→ **What you need to do**: Would you show every line from the records that holds "logging"?

-- Data to examine follows --

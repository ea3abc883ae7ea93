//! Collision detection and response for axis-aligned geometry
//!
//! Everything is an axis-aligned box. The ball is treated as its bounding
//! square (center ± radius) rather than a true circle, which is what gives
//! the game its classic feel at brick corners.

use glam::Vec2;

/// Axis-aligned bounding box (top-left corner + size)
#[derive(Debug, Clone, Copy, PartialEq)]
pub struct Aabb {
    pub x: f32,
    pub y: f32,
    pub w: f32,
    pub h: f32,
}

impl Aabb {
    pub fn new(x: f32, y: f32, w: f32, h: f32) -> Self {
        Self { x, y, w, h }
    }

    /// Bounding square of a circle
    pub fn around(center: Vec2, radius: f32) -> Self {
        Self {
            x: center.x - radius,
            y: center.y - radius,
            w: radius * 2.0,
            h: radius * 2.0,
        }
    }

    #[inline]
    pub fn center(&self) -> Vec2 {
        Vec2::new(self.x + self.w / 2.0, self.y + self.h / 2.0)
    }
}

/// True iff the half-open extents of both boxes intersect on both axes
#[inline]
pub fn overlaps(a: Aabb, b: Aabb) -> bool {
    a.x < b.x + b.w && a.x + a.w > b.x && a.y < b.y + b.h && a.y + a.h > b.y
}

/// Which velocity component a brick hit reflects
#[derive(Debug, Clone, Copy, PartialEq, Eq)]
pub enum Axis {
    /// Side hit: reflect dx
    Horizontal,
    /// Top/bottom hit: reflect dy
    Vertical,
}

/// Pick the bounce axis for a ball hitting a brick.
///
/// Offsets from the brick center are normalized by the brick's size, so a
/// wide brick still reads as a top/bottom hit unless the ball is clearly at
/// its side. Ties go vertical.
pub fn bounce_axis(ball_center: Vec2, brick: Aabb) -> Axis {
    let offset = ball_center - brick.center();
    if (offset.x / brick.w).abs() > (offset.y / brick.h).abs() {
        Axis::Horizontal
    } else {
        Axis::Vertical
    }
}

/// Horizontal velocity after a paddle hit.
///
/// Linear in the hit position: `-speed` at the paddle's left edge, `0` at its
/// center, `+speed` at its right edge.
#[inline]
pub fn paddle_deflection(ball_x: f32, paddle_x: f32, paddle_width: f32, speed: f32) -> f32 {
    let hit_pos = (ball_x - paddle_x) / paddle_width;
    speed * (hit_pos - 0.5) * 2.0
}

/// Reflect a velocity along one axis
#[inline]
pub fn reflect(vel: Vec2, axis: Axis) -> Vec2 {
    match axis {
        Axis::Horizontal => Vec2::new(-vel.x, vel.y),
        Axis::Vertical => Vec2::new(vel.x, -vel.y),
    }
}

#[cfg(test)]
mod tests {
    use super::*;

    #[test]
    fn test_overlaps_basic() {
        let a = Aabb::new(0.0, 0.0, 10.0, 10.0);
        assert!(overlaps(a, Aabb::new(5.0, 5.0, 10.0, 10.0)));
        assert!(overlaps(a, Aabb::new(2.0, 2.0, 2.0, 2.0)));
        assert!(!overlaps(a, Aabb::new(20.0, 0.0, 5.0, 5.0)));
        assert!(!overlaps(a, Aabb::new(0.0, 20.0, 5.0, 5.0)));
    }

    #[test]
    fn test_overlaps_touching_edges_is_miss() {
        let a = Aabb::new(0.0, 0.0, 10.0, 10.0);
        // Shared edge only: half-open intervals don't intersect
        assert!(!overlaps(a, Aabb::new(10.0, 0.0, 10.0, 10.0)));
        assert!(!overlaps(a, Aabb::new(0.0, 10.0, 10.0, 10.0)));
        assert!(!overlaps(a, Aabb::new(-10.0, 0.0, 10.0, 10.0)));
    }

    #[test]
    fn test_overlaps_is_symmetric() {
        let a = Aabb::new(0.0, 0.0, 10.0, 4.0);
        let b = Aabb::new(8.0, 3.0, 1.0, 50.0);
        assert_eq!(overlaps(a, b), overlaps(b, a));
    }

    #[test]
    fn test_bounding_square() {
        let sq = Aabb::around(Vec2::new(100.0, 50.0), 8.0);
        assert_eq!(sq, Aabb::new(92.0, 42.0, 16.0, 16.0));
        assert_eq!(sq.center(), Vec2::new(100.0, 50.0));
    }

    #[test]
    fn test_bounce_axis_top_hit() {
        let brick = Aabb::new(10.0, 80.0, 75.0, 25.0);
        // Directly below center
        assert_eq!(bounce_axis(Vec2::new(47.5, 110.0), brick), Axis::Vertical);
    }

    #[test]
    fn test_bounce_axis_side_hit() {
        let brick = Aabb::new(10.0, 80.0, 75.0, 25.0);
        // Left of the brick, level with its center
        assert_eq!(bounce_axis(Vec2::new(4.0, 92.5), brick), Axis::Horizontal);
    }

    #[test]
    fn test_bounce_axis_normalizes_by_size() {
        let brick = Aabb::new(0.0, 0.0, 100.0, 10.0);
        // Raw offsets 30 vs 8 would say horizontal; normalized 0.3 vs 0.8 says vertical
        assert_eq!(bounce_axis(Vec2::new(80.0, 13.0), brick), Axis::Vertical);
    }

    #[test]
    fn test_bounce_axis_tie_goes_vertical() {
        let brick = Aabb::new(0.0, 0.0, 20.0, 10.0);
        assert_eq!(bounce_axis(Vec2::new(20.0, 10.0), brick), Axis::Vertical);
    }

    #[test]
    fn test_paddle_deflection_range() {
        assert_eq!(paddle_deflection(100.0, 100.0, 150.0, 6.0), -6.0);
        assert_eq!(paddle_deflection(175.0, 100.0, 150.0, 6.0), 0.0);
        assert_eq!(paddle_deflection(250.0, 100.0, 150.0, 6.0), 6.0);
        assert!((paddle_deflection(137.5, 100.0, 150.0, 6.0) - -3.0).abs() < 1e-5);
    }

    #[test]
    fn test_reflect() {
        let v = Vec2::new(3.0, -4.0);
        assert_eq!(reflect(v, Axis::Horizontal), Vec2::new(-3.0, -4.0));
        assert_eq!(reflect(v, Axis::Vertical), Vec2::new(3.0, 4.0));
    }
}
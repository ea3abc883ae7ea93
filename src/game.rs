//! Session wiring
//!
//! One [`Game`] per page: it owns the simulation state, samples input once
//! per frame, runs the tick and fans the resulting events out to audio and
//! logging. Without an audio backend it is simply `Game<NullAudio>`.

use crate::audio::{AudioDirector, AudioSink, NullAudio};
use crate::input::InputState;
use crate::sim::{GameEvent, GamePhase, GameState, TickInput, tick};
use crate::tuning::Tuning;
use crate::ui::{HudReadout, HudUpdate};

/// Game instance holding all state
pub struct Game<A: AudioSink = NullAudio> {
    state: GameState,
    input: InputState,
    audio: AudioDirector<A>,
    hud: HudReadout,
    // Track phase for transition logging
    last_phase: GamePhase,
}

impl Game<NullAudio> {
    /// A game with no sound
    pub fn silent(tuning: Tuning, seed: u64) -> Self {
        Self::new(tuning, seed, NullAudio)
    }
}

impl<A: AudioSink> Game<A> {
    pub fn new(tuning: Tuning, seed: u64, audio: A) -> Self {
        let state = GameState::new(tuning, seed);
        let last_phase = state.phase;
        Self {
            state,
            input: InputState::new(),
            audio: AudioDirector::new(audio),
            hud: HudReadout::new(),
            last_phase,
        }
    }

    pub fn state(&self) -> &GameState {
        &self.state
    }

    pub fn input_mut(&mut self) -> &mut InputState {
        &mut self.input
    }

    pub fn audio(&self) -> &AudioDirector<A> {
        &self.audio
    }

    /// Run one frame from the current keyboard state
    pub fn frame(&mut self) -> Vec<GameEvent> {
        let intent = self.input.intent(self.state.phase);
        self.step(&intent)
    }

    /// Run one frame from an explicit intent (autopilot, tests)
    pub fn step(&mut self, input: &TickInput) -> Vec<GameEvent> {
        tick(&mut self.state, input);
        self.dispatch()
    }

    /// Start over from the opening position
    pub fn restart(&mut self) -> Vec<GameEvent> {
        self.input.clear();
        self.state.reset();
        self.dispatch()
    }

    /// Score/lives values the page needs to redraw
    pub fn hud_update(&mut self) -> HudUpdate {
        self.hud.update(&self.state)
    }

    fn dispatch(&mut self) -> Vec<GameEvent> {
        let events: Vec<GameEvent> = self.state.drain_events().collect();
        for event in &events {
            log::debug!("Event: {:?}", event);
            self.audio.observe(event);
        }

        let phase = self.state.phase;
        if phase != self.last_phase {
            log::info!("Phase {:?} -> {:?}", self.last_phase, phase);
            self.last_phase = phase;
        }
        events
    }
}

-- Data to examine concluded --

→ **Solved exercise**:
//! logging. Without an audio backend it is simply `Game<NullAudio>`.
    // Track phase for transition logging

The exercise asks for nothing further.